TASK ITEM: Go to the line in the entries below that holds "into its country's" and repeat exactly from there through the line that holds "pub fn aggregate_records(records: &[Record])", inclusive.

[Collected data]
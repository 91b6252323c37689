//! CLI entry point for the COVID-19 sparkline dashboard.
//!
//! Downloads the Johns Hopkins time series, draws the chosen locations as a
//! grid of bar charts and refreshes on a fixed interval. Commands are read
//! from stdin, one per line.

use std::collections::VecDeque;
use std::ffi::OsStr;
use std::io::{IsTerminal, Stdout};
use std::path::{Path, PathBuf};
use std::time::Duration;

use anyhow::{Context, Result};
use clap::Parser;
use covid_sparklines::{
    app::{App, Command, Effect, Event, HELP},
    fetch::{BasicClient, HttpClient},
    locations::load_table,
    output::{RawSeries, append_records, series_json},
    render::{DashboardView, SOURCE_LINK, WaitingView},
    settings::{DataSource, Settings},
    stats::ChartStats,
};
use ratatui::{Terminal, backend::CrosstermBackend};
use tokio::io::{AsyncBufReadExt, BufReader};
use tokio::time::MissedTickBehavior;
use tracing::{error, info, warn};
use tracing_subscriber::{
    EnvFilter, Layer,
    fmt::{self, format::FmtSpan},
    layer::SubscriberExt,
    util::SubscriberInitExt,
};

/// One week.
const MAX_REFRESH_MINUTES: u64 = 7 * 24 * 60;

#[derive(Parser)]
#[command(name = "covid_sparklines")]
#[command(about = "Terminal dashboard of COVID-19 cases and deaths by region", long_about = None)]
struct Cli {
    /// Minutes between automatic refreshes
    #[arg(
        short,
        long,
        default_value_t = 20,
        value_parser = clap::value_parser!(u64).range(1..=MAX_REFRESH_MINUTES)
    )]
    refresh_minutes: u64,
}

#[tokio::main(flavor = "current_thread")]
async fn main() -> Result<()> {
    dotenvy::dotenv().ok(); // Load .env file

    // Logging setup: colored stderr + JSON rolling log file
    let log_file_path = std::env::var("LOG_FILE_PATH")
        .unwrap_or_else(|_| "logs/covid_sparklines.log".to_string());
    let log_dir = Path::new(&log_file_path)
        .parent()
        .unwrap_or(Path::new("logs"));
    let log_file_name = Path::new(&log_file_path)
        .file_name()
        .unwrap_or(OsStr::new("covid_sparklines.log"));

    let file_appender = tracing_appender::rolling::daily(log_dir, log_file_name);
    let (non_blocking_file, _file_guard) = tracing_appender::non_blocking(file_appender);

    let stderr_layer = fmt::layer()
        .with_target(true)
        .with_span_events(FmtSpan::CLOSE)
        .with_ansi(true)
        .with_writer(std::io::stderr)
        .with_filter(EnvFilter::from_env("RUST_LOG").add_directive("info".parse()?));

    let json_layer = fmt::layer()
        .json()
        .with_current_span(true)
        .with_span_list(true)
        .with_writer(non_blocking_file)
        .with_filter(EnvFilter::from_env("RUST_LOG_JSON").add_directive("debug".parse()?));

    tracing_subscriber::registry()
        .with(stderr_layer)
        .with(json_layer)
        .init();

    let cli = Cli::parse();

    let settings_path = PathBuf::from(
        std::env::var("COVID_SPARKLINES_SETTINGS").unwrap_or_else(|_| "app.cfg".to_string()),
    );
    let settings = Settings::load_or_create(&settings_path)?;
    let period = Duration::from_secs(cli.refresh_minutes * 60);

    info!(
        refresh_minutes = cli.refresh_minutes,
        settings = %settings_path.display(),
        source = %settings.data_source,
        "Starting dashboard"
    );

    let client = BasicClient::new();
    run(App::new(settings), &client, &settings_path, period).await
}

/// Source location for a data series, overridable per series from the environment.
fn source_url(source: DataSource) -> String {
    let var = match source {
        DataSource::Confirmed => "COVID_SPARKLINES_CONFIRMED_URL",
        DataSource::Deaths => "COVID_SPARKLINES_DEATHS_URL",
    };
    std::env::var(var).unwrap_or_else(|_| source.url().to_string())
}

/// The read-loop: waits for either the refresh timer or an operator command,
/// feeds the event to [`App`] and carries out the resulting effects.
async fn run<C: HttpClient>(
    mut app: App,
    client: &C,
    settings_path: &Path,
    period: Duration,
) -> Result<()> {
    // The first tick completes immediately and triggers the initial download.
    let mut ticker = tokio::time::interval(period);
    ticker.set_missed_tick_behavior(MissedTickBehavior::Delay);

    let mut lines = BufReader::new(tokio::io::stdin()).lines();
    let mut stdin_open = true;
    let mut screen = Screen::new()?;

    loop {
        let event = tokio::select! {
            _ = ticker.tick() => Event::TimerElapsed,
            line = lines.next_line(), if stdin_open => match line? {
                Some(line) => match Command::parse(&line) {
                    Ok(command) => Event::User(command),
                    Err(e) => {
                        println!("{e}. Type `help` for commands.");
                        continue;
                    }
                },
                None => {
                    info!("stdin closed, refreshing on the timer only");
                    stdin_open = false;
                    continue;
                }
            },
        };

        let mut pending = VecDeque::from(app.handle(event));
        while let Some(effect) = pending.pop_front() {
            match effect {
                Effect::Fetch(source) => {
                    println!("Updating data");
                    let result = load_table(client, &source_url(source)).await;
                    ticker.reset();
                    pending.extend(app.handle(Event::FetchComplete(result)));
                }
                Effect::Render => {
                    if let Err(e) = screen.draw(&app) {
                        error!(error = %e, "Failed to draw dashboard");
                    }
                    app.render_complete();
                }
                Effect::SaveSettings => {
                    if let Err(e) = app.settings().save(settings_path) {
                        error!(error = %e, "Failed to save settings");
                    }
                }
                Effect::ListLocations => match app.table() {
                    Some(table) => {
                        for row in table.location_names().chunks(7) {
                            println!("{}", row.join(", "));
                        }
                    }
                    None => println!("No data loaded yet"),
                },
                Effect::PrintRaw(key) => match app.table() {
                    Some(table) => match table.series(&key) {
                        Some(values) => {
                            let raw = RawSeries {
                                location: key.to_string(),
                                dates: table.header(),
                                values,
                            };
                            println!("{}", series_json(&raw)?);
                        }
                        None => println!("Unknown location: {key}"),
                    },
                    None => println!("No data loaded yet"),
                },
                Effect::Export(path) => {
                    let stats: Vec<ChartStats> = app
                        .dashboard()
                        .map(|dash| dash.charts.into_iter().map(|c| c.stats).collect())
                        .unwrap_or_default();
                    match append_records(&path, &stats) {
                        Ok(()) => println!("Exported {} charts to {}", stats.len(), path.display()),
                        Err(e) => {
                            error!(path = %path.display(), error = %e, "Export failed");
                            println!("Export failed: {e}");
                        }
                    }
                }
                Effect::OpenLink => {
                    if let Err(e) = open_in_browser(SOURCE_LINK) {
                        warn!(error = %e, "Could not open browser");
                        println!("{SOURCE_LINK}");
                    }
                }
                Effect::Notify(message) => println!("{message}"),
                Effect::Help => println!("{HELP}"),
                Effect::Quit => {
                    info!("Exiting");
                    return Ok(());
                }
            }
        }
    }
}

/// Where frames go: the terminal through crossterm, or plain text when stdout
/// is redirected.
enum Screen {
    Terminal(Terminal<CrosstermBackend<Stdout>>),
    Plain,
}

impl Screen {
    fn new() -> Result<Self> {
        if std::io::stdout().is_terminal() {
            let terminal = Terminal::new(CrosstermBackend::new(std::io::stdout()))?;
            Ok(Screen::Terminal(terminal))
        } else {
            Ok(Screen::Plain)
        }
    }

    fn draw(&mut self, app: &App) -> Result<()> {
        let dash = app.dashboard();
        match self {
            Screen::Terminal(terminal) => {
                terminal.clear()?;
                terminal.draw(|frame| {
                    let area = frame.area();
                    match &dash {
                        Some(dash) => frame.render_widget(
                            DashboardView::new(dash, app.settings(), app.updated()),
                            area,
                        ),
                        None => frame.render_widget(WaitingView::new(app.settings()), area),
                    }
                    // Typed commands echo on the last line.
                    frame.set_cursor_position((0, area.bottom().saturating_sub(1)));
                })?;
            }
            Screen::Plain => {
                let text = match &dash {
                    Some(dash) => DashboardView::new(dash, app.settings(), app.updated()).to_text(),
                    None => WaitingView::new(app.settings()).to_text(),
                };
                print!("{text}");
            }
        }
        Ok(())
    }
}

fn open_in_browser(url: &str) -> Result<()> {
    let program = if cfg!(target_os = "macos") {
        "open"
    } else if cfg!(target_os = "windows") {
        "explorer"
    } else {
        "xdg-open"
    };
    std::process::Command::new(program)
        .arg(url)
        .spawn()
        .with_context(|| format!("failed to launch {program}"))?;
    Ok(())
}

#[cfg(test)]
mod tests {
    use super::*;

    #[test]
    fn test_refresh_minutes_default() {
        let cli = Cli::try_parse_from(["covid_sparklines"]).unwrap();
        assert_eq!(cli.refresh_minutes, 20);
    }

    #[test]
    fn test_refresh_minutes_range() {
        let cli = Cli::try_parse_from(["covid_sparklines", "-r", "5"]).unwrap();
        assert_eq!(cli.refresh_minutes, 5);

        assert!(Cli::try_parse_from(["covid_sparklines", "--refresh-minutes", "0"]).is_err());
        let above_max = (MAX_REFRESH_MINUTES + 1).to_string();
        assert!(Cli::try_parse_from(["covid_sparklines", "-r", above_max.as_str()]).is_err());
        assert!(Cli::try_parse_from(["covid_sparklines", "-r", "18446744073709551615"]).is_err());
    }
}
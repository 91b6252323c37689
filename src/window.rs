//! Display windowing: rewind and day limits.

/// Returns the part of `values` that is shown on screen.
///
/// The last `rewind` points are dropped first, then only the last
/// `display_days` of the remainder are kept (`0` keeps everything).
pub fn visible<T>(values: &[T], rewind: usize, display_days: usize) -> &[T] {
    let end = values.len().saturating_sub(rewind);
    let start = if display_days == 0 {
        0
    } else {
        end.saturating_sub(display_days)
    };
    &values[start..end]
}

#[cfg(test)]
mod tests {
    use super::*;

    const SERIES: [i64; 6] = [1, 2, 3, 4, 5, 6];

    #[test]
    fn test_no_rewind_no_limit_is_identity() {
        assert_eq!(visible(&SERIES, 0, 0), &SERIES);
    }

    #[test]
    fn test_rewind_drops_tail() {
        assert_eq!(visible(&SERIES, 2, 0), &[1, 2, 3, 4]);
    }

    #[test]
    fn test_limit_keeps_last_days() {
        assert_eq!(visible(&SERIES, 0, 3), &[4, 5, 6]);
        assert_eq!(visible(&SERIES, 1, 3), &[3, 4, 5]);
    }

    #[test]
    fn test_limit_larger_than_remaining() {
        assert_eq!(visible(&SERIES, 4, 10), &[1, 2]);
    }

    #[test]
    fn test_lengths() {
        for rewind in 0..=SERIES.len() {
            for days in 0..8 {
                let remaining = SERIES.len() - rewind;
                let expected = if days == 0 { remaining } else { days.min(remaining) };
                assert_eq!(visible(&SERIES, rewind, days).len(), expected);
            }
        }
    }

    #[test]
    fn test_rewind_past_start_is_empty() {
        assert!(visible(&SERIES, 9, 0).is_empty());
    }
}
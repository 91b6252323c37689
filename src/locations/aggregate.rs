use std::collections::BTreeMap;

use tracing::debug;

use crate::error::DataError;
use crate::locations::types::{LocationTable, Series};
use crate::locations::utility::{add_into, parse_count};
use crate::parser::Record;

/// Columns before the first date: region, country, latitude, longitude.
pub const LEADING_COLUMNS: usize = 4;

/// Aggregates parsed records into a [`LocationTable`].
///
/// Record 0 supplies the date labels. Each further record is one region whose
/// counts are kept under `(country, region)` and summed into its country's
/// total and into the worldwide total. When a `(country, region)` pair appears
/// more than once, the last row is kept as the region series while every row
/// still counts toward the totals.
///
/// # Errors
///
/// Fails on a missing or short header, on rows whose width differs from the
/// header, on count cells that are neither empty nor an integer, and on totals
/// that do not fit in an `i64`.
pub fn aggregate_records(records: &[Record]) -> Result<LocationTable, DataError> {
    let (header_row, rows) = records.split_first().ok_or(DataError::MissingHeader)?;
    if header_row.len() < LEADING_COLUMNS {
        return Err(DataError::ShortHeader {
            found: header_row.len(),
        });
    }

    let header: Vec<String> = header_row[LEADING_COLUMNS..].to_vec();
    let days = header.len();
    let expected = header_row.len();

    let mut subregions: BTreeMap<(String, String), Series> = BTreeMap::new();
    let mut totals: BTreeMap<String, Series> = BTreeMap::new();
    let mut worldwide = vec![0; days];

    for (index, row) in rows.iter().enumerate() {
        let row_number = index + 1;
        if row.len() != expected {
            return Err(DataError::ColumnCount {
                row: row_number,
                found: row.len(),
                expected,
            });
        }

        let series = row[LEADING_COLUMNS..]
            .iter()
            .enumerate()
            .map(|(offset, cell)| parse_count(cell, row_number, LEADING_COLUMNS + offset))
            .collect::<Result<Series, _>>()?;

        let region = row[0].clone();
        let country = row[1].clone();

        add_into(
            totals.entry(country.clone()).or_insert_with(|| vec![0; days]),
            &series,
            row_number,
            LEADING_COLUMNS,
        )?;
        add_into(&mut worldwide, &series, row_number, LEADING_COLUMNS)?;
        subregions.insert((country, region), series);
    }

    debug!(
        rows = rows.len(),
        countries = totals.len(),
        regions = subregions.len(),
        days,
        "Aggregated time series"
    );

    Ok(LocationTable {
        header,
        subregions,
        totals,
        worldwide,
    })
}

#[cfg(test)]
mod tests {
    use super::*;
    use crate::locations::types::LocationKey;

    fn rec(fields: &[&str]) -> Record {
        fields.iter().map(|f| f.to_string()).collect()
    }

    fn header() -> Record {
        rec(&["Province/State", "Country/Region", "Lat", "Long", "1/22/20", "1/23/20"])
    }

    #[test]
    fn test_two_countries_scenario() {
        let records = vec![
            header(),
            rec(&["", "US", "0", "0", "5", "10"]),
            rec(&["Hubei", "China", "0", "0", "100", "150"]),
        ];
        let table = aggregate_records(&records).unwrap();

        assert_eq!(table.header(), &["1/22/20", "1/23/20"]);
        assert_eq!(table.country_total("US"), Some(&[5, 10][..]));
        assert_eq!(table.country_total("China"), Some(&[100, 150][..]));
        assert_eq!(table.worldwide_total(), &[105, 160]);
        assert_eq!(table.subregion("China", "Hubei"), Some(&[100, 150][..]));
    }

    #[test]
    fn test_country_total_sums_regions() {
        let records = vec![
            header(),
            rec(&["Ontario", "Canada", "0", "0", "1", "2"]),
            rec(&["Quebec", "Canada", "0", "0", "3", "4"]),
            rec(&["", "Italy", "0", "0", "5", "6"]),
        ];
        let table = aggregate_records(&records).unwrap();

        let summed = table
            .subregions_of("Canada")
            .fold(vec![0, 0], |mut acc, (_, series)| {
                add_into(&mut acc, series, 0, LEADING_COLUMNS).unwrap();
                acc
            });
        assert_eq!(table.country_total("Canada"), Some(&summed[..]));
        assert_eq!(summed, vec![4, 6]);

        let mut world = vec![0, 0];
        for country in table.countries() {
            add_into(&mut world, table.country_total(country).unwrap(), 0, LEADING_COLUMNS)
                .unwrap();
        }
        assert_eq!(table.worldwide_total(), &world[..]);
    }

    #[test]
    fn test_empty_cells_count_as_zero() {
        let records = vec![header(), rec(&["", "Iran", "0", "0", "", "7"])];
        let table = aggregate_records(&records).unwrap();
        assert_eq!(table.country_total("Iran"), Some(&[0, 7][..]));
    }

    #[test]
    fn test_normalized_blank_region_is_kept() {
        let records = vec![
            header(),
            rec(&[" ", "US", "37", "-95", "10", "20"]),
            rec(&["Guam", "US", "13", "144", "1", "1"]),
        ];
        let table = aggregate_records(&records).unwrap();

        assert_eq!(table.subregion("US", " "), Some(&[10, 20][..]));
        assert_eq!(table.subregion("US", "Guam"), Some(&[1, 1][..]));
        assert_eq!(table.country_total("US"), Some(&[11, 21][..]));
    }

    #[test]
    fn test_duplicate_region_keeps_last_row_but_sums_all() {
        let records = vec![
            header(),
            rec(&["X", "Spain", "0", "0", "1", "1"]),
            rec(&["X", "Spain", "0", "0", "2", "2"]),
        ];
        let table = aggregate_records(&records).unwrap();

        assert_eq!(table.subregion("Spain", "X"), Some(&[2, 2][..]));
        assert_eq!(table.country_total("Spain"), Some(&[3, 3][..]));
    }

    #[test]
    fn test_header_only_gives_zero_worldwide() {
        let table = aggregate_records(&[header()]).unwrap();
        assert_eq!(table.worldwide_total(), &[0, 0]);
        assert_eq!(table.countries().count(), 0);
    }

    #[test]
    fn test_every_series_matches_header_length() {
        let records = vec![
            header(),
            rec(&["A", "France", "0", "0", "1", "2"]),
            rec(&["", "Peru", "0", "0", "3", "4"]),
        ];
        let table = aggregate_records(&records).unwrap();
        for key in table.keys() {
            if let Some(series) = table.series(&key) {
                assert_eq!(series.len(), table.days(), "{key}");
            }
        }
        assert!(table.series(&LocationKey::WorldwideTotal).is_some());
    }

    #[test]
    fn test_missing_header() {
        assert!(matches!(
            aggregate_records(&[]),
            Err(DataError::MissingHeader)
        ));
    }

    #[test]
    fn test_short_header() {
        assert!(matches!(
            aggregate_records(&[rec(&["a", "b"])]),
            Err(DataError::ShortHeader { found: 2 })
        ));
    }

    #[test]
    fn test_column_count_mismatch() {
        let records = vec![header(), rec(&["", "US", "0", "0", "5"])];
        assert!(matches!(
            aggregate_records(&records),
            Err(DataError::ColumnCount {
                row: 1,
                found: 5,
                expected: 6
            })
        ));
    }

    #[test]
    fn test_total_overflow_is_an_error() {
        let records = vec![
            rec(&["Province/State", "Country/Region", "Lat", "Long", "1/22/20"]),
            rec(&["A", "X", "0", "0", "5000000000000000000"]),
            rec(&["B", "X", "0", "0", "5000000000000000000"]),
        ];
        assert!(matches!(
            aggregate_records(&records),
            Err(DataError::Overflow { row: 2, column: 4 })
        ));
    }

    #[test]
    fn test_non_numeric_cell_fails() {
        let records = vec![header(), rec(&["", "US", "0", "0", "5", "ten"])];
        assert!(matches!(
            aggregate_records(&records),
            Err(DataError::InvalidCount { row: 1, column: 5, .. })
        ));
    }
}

WRITTEN SOLUTION:
/// counts are kept under `(country, region)` and summed into its country's
/// total and into the worldwide total. When a `(country, region)` pair appears
/// more than once, the last row is kept as the region series while every row
/// still counts toward the totals.
///
/// # Errors
///
/// Fails on a missing or short header, on rows whose width differs from the
/// header, on count cells that are neither empty nor an integer, and on totals
/// that do not fit in an `i64`.
pub fn aggregate_records(records: &[Record]) -> Result<LocationTable, DataError> {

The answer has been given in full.